■ **What you have to do**
Each record must be printed again exactly as it appears.

■ **Data listing**
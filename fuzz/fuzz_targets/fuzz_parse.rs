#![no_main]

use libfuzzer_sys::fuzz_target;
use icmp_client::Message;

fuzz_target!(|data: &[u8]| {
    // Received datagrams are untrusted: parsing must never panic
    let _ = Message::parse(data);
    let _ = Message::parse_icmp(data);
});
//! Stateless exchanges: every call opens its own socket, sends with
//! sequence number 0 and closes the socket before returning.

use std::net::Ipv4Addr;
use tracing::instrument;

use crate::config::IcmpConfig;
use crate::core::codec::IcmpCodec;
use crate::core::message::{Message, MessageKind, Payload};
use crate::error::Result;
use crate::transport::{exchange, IcmpSocket, RawSocket, TransportState};
use crate::utils::metrics::Metrics;

/// Sequence number carried by every one-shot request
pub const ONESHOT_SEQUENCE: u16 = 0;

/// Send an echo request carrying `data` on a fresh socket
pub fn echo(destination: Ipv4Addr, data: &[u8]) -> Result<Message> {
    request(
        MessageKind::EchoRequest,
        destination,
        Payload::Echo {
            data: data.to_vec(),
        },
    )
}

/// Send a timestamp request stamped with the current time on a fresh socket
pub fn timestamp(destination: Ipv4Addr) -> Result<Message> {
    request(
        MessageKind::TimestampRequest,
        destination,
        Payload::Timestamp {
            originate: 0,
            receive: 0,
            transmit: 0,
        },
    )
}

/// Send an address-mask request on a fresh socket
pub fn address_mask(destination: Ipv4Addr) -> Result<Message> {
    request(
        MessageKind::AddressMaskRequest,
        destination,
        Payload::AddressMask { mask: 0 },
    )
}

/// Exchange one message of `kind` using the default configuration
pub fn request(kind: MessageKind, destination: Ipv4Addr, payload: Payload) -> Result<Message> {
    request_with_config(&IcmpConfig::default(), kind, destination, payload)
}

/// Exchange one message of `kind` on a socket opened from `config.socket`
///
/// The configuration is validated first; warnings are tolerated, errors
/// fail with [`IcmpError::ConfigError`](crate::error::IcmpError::ConfigError)
/// before any socket is opened. The session identifier is taken from
/// `config.session`, the sequence is always 0.
pub fn request_with_config(
    config: &IcmpConfig,
    kind: MessageKind,
    destination: Ipv4Addr,
    payload: Payload,
) -> Result<Message> {
    config.validate_usable()?;
    let socket = IcmpSocket::open(&config.socket)?;
    request_with(socket, config, kind, destination, payload)
}

/// Exchange one message of `kind` over `socket`, which is dropped before
/// this returns.
#[instrument(skip(socket, config, payload))]
pub fn request_with<S: RawSocket>(
    socket: S,
    config: &IcmpConfig,
    kind: MessageKind,
    destination: Ipv4Addr,
    payload: Payload,
) -> Result<Message> {
    let message = Message::new(kind, config.session.identifier, ONESHOT_SEQUENCE, payload)?;
    let mut codec = IcmpCodec::new(&config.codec);
    let mut state = TransportState::Idle;
    let metrics = Metrics::new();

    let reply = exchange(
        &socket,
        &mut codec,
        message,
        destination,
        config.socket.recv_buffer_size,
        &mut state,
        &metrics,
    );
    drop(socket);
    reply
}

■ **Written reply**
filename fuzz/fuzz_targets/fuzz_parse.rs
#![no_main]

use libfuzzer_sys::fuzz_target;
use icmp_client::Message;

fuzz_target!(|data: &[u8]| {
    // Received datagrams are untrusted: parsing must never panic
    let _ = Message::parse(data);
    let _ = Message::parse_icmp(data);
});
//! Stateless exchanges: every call opens its own socket, sends with
//! sequence number 0 and closes the socket before returning.

use std::net::Ipv4Addr;
use tracing::instrument;

use crate::config::IcmpConfig;
use crate::core::codec::IcmpCodec;
use crate::core::message::{Message, MessageKind, Payload};
use crate::error::Result;
use crate::transport::{exchange, IcmpSocket, RawSocket, TransportState};
use crate::utils::metrics::Metrics;

/// Sequence number carried by every one-shot request
pub const ONESHOT_SEQUENCE: u16 = 0;

/// Send an echo request carrying `data` on a fresh socket
pub fn echo(destination: Ipv4Addr, data: &[u8]) -> Result<Message> {
    request(
        MessageKind::EchoRequest,
        destination,
        Payload::Echo {
            data: data.to_vec(),
        },
    )
}

/// Send a timestamp request stamped with the current time on a fresh socket
pub fn timestamp(destination: Ipv4Addr) -> Result<Message> {
    request(
        MessageKind::TimestampRequest,
        destination,
        Payload::Timestamp {
            originate: 0,
            receive: 0,
            transmit: 0,
        },
    )
}

/// Send an address-mask request on a fresh socket
pub fn address_mask(destination: Ipv4Addr) -> Result<Message> {
    request(
        MessageKind::AddressMaskRequest,
        destination,
        Payload::AddressMask { mask: 0 },
    )
}

/// Exchange one message of `kind` using the default configuration
pub fn request(kind: MessageKind, destination: Ipv4Addr, payload: Payload) -> Result<Message> {
    request_with_config(&IcmpConfig::default(), kind, destination, payload)
}

/// Exchange one message of `kind` on a socket opened from `config.socket`
///
/// The configuration is validated first; warnings are tolerated, errors
/// fail with [`IcmpError::ConfigError`](crate::error::IcmpError::ConfigError)
/// before any socket is opened. The session identifier is taken from
/// `config.session`, the sequence is always 0.
pub fn request_with_config(
    config: &IcmpConfig,
    kind: MessageKind,
    destination: Ipv4Addr,
    payload: Payload,
) -> Result<Message> {
    config.validate_usable()?;
    let socket = IcmpSocket::open(&config.socket)?;
    request_with(socket, config, kind, destination, payload)
}

/// Exchange one message of `kind` over `socket`, which is dropped before
/// this returns.
#[instrument(skip(socket, config, payload))]
pub fn request_with<S: RawSocket>(
    socket: S,
    config: &IcmpConfig,
    kind: MessageKind,
    destination: Ipv4Addr,
    payload: Payload,
) -> Result<Message> {
    let message = Message::new(kind, config.session.identifier, ONESHOT_SEQUENCE, payload)?;
    let mut codec = IcmpCodec::new(&config.codec);
    let mut state = TransportState::Idle;
    let metrics = Metrics::new();

    let reply = exchange(
        &socket,
        &mut codec,
        message,
        destination,
        config.socket.recv_buffer_size,
        &mut state,
        &metrics,
    );
    drop(socket);
    reply
}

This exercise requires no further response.